Talk:Analysis of variance
|WikiProject Statistics||(Rated C-class, High-importance)|
|This is the talk page for discussing improvements to the Analysis of variance article.|
|This talk page is automatically archived by MiszaBot I. Any threads with no replies in 3 months may be automatically moved. Sections without timestamps are not archived.|
|This article is of interest to the following WikiProjects:|
"Fortunately, experience says that high order interactions are rare"
The above sentence is horribly unscientific (it is found in the subsection "ANOVA for multiple factors"), even though a reference is given. Experience with what? Clearly no one has gained experience with all possible topics in which an ANOVA may be used. The text of the reference is not easily accessed, so it is not possible to check under what conditions this "experience" is applicable. I have marked it with a [verification needed] to signal that this claim needs to be modified. While it is relevant to the topic, the sentence as presented is false.
Explain "no fit at all"
The example in the introduction is excellent, but some elaboration is needed of the statement: "An attempt to explain the weight distribution by dividing the dog population into groups (young vs old)(short-haired vs long-haired) would probably be a failure (no fit at all)."
Someone thinking of the weight distribution as an empircal histogram can object that any histogram can be written as sum of histograms corresponding to subgroups of the population. The phrase "no fit at all" might be interpreted as a claim that blue histograms do not actually add to the yellow one.

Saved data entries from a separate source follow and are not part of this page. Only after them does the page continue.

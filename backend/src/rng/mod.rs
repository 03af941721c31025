//! Deterministic random number generation
//!
//! Uses xorshift64* algorithm for fast, deterministic random number generation.
//! CRITICAL: Every no-show draw and stay-length sample MUST go through this module,
//! otherwise rollback cannot reproduce the draws of a replayed day.

mod xorshift;

pub use xorshift::{RngCheckpoint, RngManager};
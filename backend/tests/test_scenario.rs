//! Scenario Tests
//!
//! Critical invariants tested:
//! - Scenario files load into a valid hospital or fail with `InvalidConfig`
//! - Generated hospitals are deterministic and start in a valid state
//! - A config file overrides only the keys it names

use bed_occupancy_core::models::{BedId, PatientId};
use bed_occupancy_core::orchestrator::{
    AdmissionMode, BedPoolMode, SimulationConfig, SimulationEngine, SimulationError,
};
use bed_occupancy_core::repository::{BedRepository, InMemoryRepository};
use bed_occupancy_core::{GeneratorConfig, Scenario};

const WARD: &str = r#"{
    "doctors": [{"id": 1, "first_name": "Adam", "last_name": "Mazur"}],
    "procedures": [
        {"id": 1, "name": "Knee arthroscopy", "department": "Orthopedics", "doctor": 1}
    ],
    "beds": [
        {"id": 1, "department": "Orthopedics"},
        {"id": 2, "department": "Orthopedics"}
    ],
    "patients": [
        {"id": 1, "first_name": "Jan", "last_name": "Topolewski", "pesel": "80010112345",
         "sickness": "zapalenie kolana", "procedure": 1, "urgency": "high"},
        {"id": 2, "first_name": "Zofia", "last_name": "Krawczyk", "pesel": "91121254321",
         "sickness": "meniscus tear", "procedure": 1}
    ],
    "queue": [{"patient_id": 2, "procedure": 1, "requested_admission_day": 3}],
    "assignments": [{"bed_id": 1, "patient_id": 1, "procedure": 1, "days_of_stay": 4}]
}"#;

// ============================================================================
// Loading
// ============================================================================

#[test]
fn test_ward_scenario_tables() {
    let state = Scenario::from_json_str(WARD).unwrap().into_state().unwrap();
    let mut engine =
        SimulationEngine::new(SimulationConfig::extended(), InMemoryRepository::new(state)).unwrap();
    let tables = engine.tables().unwrap();

    let bed = &tables.beds[0];
    assert_eq!(bed.bed_id, BedId(1));
    assert_eq!(bed.patient_id, Some(PatientId(1)));
    assert_eq!(bed.pesel.as_deref(), Some("80010112345"));
    assert_eq!(bed.procedure.as_deref(), Some("Knee arthroscopy"));
    assert_eq!(bed.doctor.as_deref(), Some("Adam Mazur"));
    assert_eq!(bed.department.as_deref(), Some("Orthopedics"));

    let row = &tables.queue[0];
    assert_eq!(row.pesel, "...321");
    assert_eq!(row.department.as_deref(), Some("Orthopedics"));
    assert_eq!(row.requested_admission_day, Some(3));
}

#[test]
fn test_unknown_doctor_rejected() {
    let json = WARD.replace(r#""doctor": 1"#, r#""doctor": 7"#);
    let err = Scenario::from_json_str(&json).unwrap().into_state().unwrap_err();
    assert!(matches!(err, SimulationError::InvalidConfig(_)));
}

#[test]
fn test_double_booked_bed_rejected() {
    let json = WARD.replace(
        r#""assignments": [{"bed_id": 1, "patient_id": 1, "procedure": 1, "days_of_stay": 4}]"#,
        r#""assignments": [
            {"bed_id": 1, "patient_id": 1, "procedure": 1, "days_of_stay": 4},
            {"bed_id": 1, "patient_id": 2, "procedure": 1, "days_of_stay": 2}
        ]"#,
    );
    let err = Scenario::from_json_str(&json).unwrap().into_state().unwrap_err();
    assert!(matches!(err, SimulationError::InvalidConfig(_)));
}

#[test]
fn test_malformed_scenario_rejected() {
    let err = Scenario::from_json_str("{\"beds\": 3}").unwrap_err();
    assert!(matches!(err, SimulationError::InvalidConfig(_)));
}

#[test]
fn test_scenario_json_round_trip_builds_same_state() {
    let scenario = Scenario::generate(&GeneratorConfig::default(), 43);
    let reloaded = Scenario::from_json_str(&scenario.to_json().unwrap()).unwrap();
    assert_eq!(
        reloaded.into_state().unwrap(),
        scenario.into_state().unwrap()
    );
}

// ============================================================================
// Generator
// ============================================================================

#[test]
fn test_generator_fills_requested_occupancy() {
    let config = GeneratorConfig {
        beds: 20,
        patients: 50,
        initial_occupancy: 0.25,
        ..GeneratorConfig::default()
    };
    let state = Scenario::generate(&config, 1).into_state().unwrap();

    assert_eq!(state.total_beds(), 20);
    assert_eq!(state.occupied_beds(), 5);
    assert_eq!(state.queue().len(), 45);
    assert!(state.validate().is_ok());
}

#[test]
fn test_generator_more_beds_than_patients() {
    let config = GeneratorConfig {
        beds: 10,
        patients: 3,
        initial_occupancy: 1.0,
        ..GeneratorConfig::default()
    };
    let state = Scenario::generate(&config, 2).into_state().unwrap();

    assert_eq!(state.occupied_beds(), 3);
    assert!(state.queue().is_empty());
}

#[test]
fn test_generated_pesels_unique() {
    let scenario = Scenario::generate(&GeneratorConfig::default(), 9);
    let mut pesels: Vec<&str> = scenario.patients.iter().map(|p| p.pesel.as_str()).collect();
    pesels.sort_unstable();
    pesels.dedup();
    assert_eq!(pesels.len(), scenario.patients.len());
}

#[test]
fn test_generated_hospital_runs_full_horizon() {
    let config = GeneratorConfig {
        admission_horizon: Some(20),
        ..GeneratorConfig::default()
    };
    let state = Scenario::generate(&config, 43).into_state().unwrap();
    let mut engine =
        SimulationEngine::new(SimulationConfig::extended(), InMemoryRepository::new(state)).unwrap();
    for _ in 0..30 {
        engine.advance(1).unwrap();
    }
    let outcome = engine.materialize().unwrap();

    assert_eq!(outcome.day, 20);
    assert_eq!(outcome.materialized.len(), 19);
    assert!(engine.repository().validate().is_ok());
}

// ============================================================================
// Config Files
// ============================================================================

#[test]
fn test_partial_config_keeps_defaults() {
    let config = SimulationConfig::from_json_str(
        r#"{"rng_seed": 7, "admission_mode": "admission_day", "bed_pools": "by_department"}"#,
    )
    .unwrap();

    assert_eq!(config.rng_seed, 7);
    assert_eq!(config.admission_mode, AdmissionMode::AdmissionDay);
    assert_eq!(config.bed_pools, BedPoolMode::ByDepartment);
    assert_eq!(config.max_day, SimulationConfig::default().max_day);
    assert_eq!(config.no_show_weights, SimulationConfig::default().no_show_weights);
}

#[test]
fn test_zero_weight_config_rejected() {
    let err = SimulationConfig::from_json_str(r#"{"no_show_weights": {"arrive": 0, "no_show": 1}}"#)
        .unwrap_err();
    assert!(matches!(err, SimulationError::InvalidConfig(_)));
}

What the sentence is trying to convey is that "success" at dividing up the population into categories means that if you are given the category of a dog, you can use the corresponding histogram to estimate the dogs weight well. Hence "no fit at all" refers to the fact that if you are given a dog is (for example) young then you can't make a good guess of the dog's weight by using the weight histogram of young dogs.

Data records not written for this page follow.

//! Checkpoint - per-day saved state and snapshot export
//!
//! One [`DayCheckpoint`] is kept for every materialized day. It holds the
//! repository contents and the RNG state right after that day's transition,
//! so rolling back to a day is a restore and re-entering the next day
//! re-draws exactly the same values.
//!
//! # Critical Invariants
//!
//! - **Contiguity**: checkpoints cover days `1..=len` with no gaps
//! - **RNG timing**: the RNG state stored for day `d` is the state after all
//!   draws of day `d`'s transition
//! - **Config Matching**: a snapshot can only be imported with the config it
//!   was exported with

use serde::{Deserialize, Serialize};
use sha2::{Digest, Sha256};

use crate::core::Direction;
use crate::models::{ConsentRegistry, EventLog, HospitalState, PatientId, QueueEntryId, TimeSeries};
use crate::orchestrator::{SimulationConfig, SimulationError};
use crate::rng::RngCheckpoint;

// ============================================================================
// Day Checkpoints
// ============================================================================

/// Patient who did not show up for admission
#[derive(Debug, Clone, PartialEq, Eq, Serialize, Deserialize)]
pub struct NoShowRecord {
    pub entry_id: QueueEntryId,
    pub patient_id: PatientId,
    pub patient_name: String,
}

/// Saved state right after one day's transition
#[derive(Debug, Clone, PartialEq, Serialize, Deserialize)]
pub struct DayCheckpoint<S> {
    pub day: u32,
    pub rng: RngCheckpoint,
    pub state: S,
    /// No-shows recorded by the transition into this day
    pub no_shows: Vec<NoShowRecord>,
}

/// Stack of day checkpoints over a baseline
///
/// The baseline is the repository content the simulation started from;
/// day 1 is derived from it (plus any consents registered on day 1).
#[derive(Debug, Clone, PartialEq, Serialize, Deserialize)]
pub struct CheckpointStore<S> {
    baseline: S,
    days: Vec<DayCheckpoint<S>>,
}

impl<S: Clone> CheckpointStore<S> {
    pub fn new(baseline: S) -> Self {
        Self {
            baseline,
            days: Vec::new(),
        }
    }

    pub fn baseline(&self) -> &S {
        &self.baseline
    }

    /// Append the checkpoint of the next day
    pub fn push(&mut self, checkpoint: DayCheckpoint<S>) -> Result<(), SimulationError> {
        let expected = self.last_day() + 1;
        if checkpoint.day != expected {
            return Err(SimulationError::ConsistencyViolation(format!(
                "checkpoint for day {} pushed, expected day {}",
                checkpoint.day, expected
            )));
        }
        self.days.push(checkpoint);
        Ok(())
    }

    pub fn latest(&self) -> Option<&DayCheckpoint<S>> {
        self.days.last()
    }

    /// Swap the latest checkpoint for an amended one of the same day
    pub fn replace_latest(&mut self, checkpoint: DayCheckpoint<S>) -> Result<(), SimulationError> {
        let last = self.last_day();
        match self.days.last_mut() {
            Some(latest) if latest.day == checkpoint.day => {
                *latest = checkpoint;
                Ok(())
            }
            _ => Err(SimulationError::ConsistencyViolation(format!(
                "checkpoint for day {} cannot replace day {}",
                checkpoint.day, last
            ))),
        }
    }

    pub fn get(&self, day: u32) -> Option<&DayCheckpoint<S>> {
        day.checked_sub(1).and_then(|i| self.days.get(i as usize))
    }

    /// Last materialized day, 0 when nothing is materialized
    pub fn last_day(&self) -> u32 {
        self.days.len() as u32
    }

    pub fn len(&self) -> usize {
        self.days.len()
    }

    pub fn is_empty(&self) -> bool {
        self.days.is_empty()
    }

    /// Drop every checkpoint after `day`
    pub fn prune_after(&mut self, day: u32) {
        self.days.truncate(day as usize);
    }

    /// Forget every checkpoint, keeping the baseline
    pub fn reset(&mut self) {
        self.days.clear();
    }

    pub fn days(&self) -> &[DayCheckpoint<S>] {
        &self.days
    }
}

// ============================================================================
// Config Hashing
// ============================================================================

/// Compute a deterministic SHA-256 hash of a configuration
///
/// Object keys are sorted recursively before hashing, so two configs with
/// the same content always hash the same.
pub fn compute_config_hash<T: Serialize>(config: &T) -> Result<String, SimulationError> {
    use serde_json::Value;
    use std::collections::BTreeMap;

    let value = serde_json::to_value(config).map_err(|e| {
        SimulationError::SerializationError(format!("Config serialization failed: {}", e))
    })?;

    fn canonicalize(value: Value) -> Value {
        match value {
            Value::Object(map) => {
                let sorted: BTreeMap<String, Value> =
                    map.into_iter().map(|(k, v)| (k, canonicalize(v))).collect();
                Value::Object(sorted.into_iter().collect())
            }
            Value::Array(arr) => Value::Array(arr.into_iter().map(canonicalize).collect()),
            other => other,
        }
    }

    let json = serde_json::to_string(&canonicalize(value)).map_err(|e| {
        SimulationError::SerializationError(format!("Config serialization failed: {}", e))
    })?;

    let mut hasher = Sha256::new();
    hasher.update(json.as_bytes());
    Ok(format!("{:x}", hasher.finalize()))
}

// ============================================================================
// Validation Functions
// ============================================================================

/// Check queue packing, bed exclusivity and references of a state
pub fn validate_state(state: &HospitalState) -> Result<(), SimulationError> {
    state.validate().map_err(SimulationError::ConsistencyViolation)
}

// ============================================================================
// Snapshot Export
// ============================================================================

/// Complete engine state, for save/resume
#[derive(Debug, Clone, Serialize, Deserialize)]
pub struct SimulationSnapshot {
    pub config: SimulationConfig,

    /// SHA-256 of `config` at export time
    pub config_hash: String,

    pub current_day: u32,

    pub last_direction: Direction,

    pub checkpoints: CheckpointStore<HospitalState>,

    pub occupancy: TimeSeries,

    pub average_stay: TimeSeries,

    pub no_shows: TimeSeries,

    pub consents: ConsentRegistry,

    pub events: EventLog,
}

impl SimulationSnapshot {
    pub fn to_json(&self) -> Result<String, SimulationError> {
        serde_json::to_string_pretty(self).map_err(|e| {
            SimulationError::SerializationError(format!("Snapshot serialization failed: {}", e))
        })
    }

    pub fn from_json(json: &str) -> Result<Self, SimulationError> {
        serde_json::from_str(json).map_err(|e| {
            SimulationError::SerializationError(format!("Snapshot parse failed: {}", e))
        })
    }
}

/// Validate snapshot integrity against the config it is imported with
pub fn validate_snapshot(
    snapshot: &SimulationSnapshot,
    config: &SimulationConfig,
) -> Result<(), SimulationError> {
    let expected = compute_config_hash(config)?;
    if snapshot.config_hash != expected {
        return Err(SimulationError::InvalidConfig(format!(
            "Snapshot was exported with config {}, not {}",
            snapshot.config_hash, expected
        )));
    }

    let materialized = snapshot.checkpoints.len();
    if materialized == 0 {
        return Err(SimulationError::ConsistencyViolation(
            "snapshot has no materialized day".to_string(),
        ));
    }
    for (series, name) in [
        (&snapshot.occupancy, "occupancy"),
        (&snapshot.average_stay, "average stay"),
        (&snapshot.no_shows, "no-show"),
    ] {
        if series.len() != materialized {
            return Err(SimulationError::ConsistencyViolation(format!(
                "{} series has {} values for {} checkpoints",
                name,
                series.len(),
                materialized
            )));
        }
    }
    if snapshot.current_day < 1 || snapshot.current_day > config.max_day {
        return Err(SimulationError::InvalidInput(format!(
            "Snapshot day {} outside 1..={}",
            snapshot.current_day, config.max_day
        )));
    }
    if snapshot.checkpoints.last_day() > snapshot.current_day {
        return Err(SimulationError::ConsistencyViolation(format!(
            "snapshot has checkpoints up to day {} but is on day {}",
            snapshot.checkpoints.last_day(),
            snapshot.current_day
        )));
    }

    validate_state(snapshot.checkpoints.baseline())?;
    for (i, checkpoint) in snapshot.checkpoints.days().iter().enumerate() {
        if checkpoint.day as usize != i + 1 {
            return Err(SimulationError::ConsistencyViolation(format!(
                "checkpoint {} is labelled day {}",
                i + 1,
                checkpoint.day
            )));
        }
        validate_state(&checkpoint.state)?;
    }
    Ok(())
}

Improve or remove use of "treatment," "factor," "factor level"
The term "treatment" is apparently central in this exposition of ANOVA, it appears early in the "Background and terminology" section, but ... before it is defined!

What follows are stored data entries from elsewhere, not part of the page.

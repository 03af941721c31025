//! Request boundary
//!
//! [`SimulationService`] serialises every request on one engine behind a
//! mutex and turns results into explicit response types. Errors never cross
//! this boundary as `SimulationError`: they are logged here and mapped to an
//! [`ErrorResponse`].

use std::backtrace::Backtrace;
use std::sync::{Arc, Mutex, MutexGuard};

use serde::{Deserialize, Serialize};
use tracing::{error, warn};

use crate::agent::VoiceAgent;
use crate::models::QueueEntryId;
use crate::orchestrator::{CallCandidate, SimulationEngine, SimulationError, Tables};
use crate::repository::BedRepository;
use crate::stats::StatisticsBlock;

/// `{day}`
#[derive(Debug, Clone, Copy, PartialEq, Eq, Serialize, Deserialize)]
pub struct DayResponse {
    pub day: u32,
}

/// `{status}`, HTTP-style code
#[derive(Debug, Clone, Copy, PartialEq, Eq, Serialize, Deserialize)]
pub struct StatusResponse {
    pub status: u16,
}

impl StatusResponse {
    pub const OK: StatusResponse = StatusResponse { status: 200 };
}

/// Calls placed so far on `day`
#[derive(Debug, Clone, Copy, PartialEq, Eq, Serialize, Deserialize)]
pub struct CallCountResponse {
    pub day: u32,
    pub calls: u32,
}

/// Result of a voice-agent call
#[derive(Debug, Clone, Copy, PartialEq, Eq, Serialize, Deserialize)]
pub struct CallResponse {
    pub queue_id: QueueEntryId,
    pub consent: bool,
    pub old_day: u32,
    pub new_day: u32,
}

pub type TablesResponse = Tables;

/// `{error, message?}`
///
/// Invalid input carries the reason in `error` itself, e.g.
/// `{"error": "Invalid delta value. Use -1 or 1."}`.
#[derive(Debug, Clone, PartialEq, Eq, Serialize, Deserialize)]
pub struct ErrorResponse {
    pub error: String,
    #[serde(default, skip_serializing_if = "Option::is_none")]
    pub message: Option<String>,
}

pub type UpdateDayResponse = Result<DayResponse, ErrorResponse>;

impl From<SimulationError> for ErrorResponse {
    fn from(err: SimulationError) -> Self {
        match err {
            SimulationError::InvalidInput(reason) => {
                warn!("Rejected request: {}", reason);
                ErrorResponse {
                    error: reason,
                    message: None,
                }
            }
            SimulationError::NoCapacity(reason) => {
                warn!("No capacity: {}", reason);
                ErrorResponse {
                    error: "No capacity".to_string(),
                    message: Some(reason),
                }
            }
            other => {
                let message = format!("Error occurred: {}", other);
                if other.is_fatal() {
                    error!("Engine consistency violated, this is a bug");
                }
                error!("{}\n{}", message, Backtrace::force_capture());
                ErrorResponse {
                    error: "Server Error".to_string(),
                    message: Some(message),
                }
            }
        }
    }
}

/// Shared, serialised handle over one simulation
pub struct SimulationService<R: BedRepository> {
    engine: Arc<Mutex<SimulationEngine<R>>>,
}

impl<R: BedRepository> Clone for SimulationService<R> {
    fn clone(&self) -> Self {
        Self {
            engine: Arc::clone(&self.engine),
        }
    }
}

impl<R: BedRepository> SimulationService<R> {
    pub fn new(engine: SimulationEngine<R>) -> Self {
        Self {
            engine: Arc::new(Mutex::new(engine)),
        }
    }

    /// A panicking request cannot leave the engine mid-pass (passes restore
    /// their pre-pass state on error), so a poisoned lock is still usable.
    fn lock(&self) -> MutexGuard<'_, SimulationEngine<R>> {
        self.engine.lock().unwrap_or_else(|poisoned| poisoned.into_inner())
    }

    /// Run `f` with exclusive access to the engine
    pub fn with_engine<T>(&self, f: impl FnOnce(&mut SimulationEngine<R>) -> T) -> T {
        f(&mut self.lock())
    }

    pub fn get_current_day(&self) -> DayResponse {
        DayResponse {
            day: self.lock().current_day(),
        }
    }

    pub fn update_day(&self, delta: i32) -> UpdateDayResponse {
        let day = self.lock().advance(delta)?;
        Ok(DayResponse { day })
    }

    pub fn reset(&self) -> Result<DayResponse, ErrorResponse> {
        let day = self.lock().reset()?;
        Ok(DayResponse { day })
    }

    pub fn get_tables(&self) -> Result<TablesResponse, ErrorResponse> {
        Ok(self.lock().tables()?)
    }

    pub fn statistics(&self) -> Result<StatisticsBlock, ErrorResponse> {
        Ok(self.lock().statistics()?)
    }

    pub fn register_consent(&self, queue_id: u32) -> Result<StatusResponse, ErrorResponse> {
        self.lock().register_consent(QueueEntryId(queue_id))?;
        Ok(StatusResponse::OK)
    }

    pub fn increment_calls(&self) -> CallCountResponse {
        let mut engine = self.lock();
        let calls = engine.increment_calls();
        CallCountResponse {
            day: engine.current_day(),
            calls,
        }
    }

    /// Discard consents registered today and not yet applied
    pub fn rollback_session(&self) -> StatusResponse {
        self.lock().rollback_pending();
        StatusResponse::OK
    }

    pub fn call_candidate(&self) -> Result<Option<CallCandidate>, ErrorResponse> {
        Ok(self.lock().call_candidate()?)
    }

    pub fn call_patient(
        &self,
        queue_id: u32,
        agent: &mut dyn VoiceAgent,
    ) -> Result<CallResponse, ErrorResponse> {
        let outcome = self.lock().call_patient(QueueEntryId(queue_id), agent)?;
        Ok(CallResponse {
            queue_id: outcome.entry_id,
            consent: outcome.consented,
            old_day: outcome.suggestion.old_day,
            new_day: outcome.suggestion.new_day,
        })
    }
}
// Licensed to the Apache Software Foundation (ASF) under one
// or more contributor license agreements.  See the NOTICE file
// distributed with this work for additional information
// regarding copyright ownership.  The ASF licenses this file
// to you under the Apache License, Version 2.0 (the
// "License"); you may not use this file except in compliance
// with the License.  You may obtain a copy of the License at
//
//   http://www.apache.org/licenses/LICENSE-2.0
//
// Unless required by applicable law or agreed to in writing,
// software distributed under the License is distributed on an
// "AS IS" BASIS, WITHOUT WARRANTIES OR CONDITIONS OF ANY
// KIND, either express or implied.  See the License for the
// specific language governing permissions and limitations
// under the License.

use iotsign_core::utils::Redact;
use std::fmt::{Debug, Formatter};

/// Credential that holds the access_key and secret_key.
#[derive(Default, Clone, PartialEq, Eq)]
pub struct Credential {
    /// Access key id for aws services.
    pub access_key_id: String,
    /// Secret access key for aws services.
    pub secret_access_key: String,
}

impl Credential {
    /// Create a new credential.
    pub fn new(access_key_id: &str, secret_access_key: &str) -> Self {
        Self {
            access_key_id: access_key_id.to_string(),
            secret_access_key: secret_access_key.to_string(),
        }
    }

    /// Check if the credential can be used for signing.
    pub fn is_valid(&self) -> bool {
        !self.access_key_id.is_empty() && !self.secret_access_key.is_empty()
    }
}

impl Debug for Credential {
    fn fmt(&self, f: &mut Formatter<'_>) -> std::fmt::Result {
        f.debug_struct("Credential")
            .field("access_key_id", &Redact::from(&self.access_key_id))
            .field("secret_access_key", &Redact::from(&self.secret_access_key))
            .finish()
    }
}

The later definition of "treatment" in the "Design-of-experiments terms" section says it is "a combination of factor levels." What kind of combination of levels? A sum of the level numbers? Look up "factor" to find out about factor levels: a factor is an investigator-manipulated process that causes a change in output. What kind of process might this mean? Adding and removing data? Why would you do that? Output of what? Might this "output" refer to how variance changes when the investigator manipulates the data like this? How can a process have "levels?"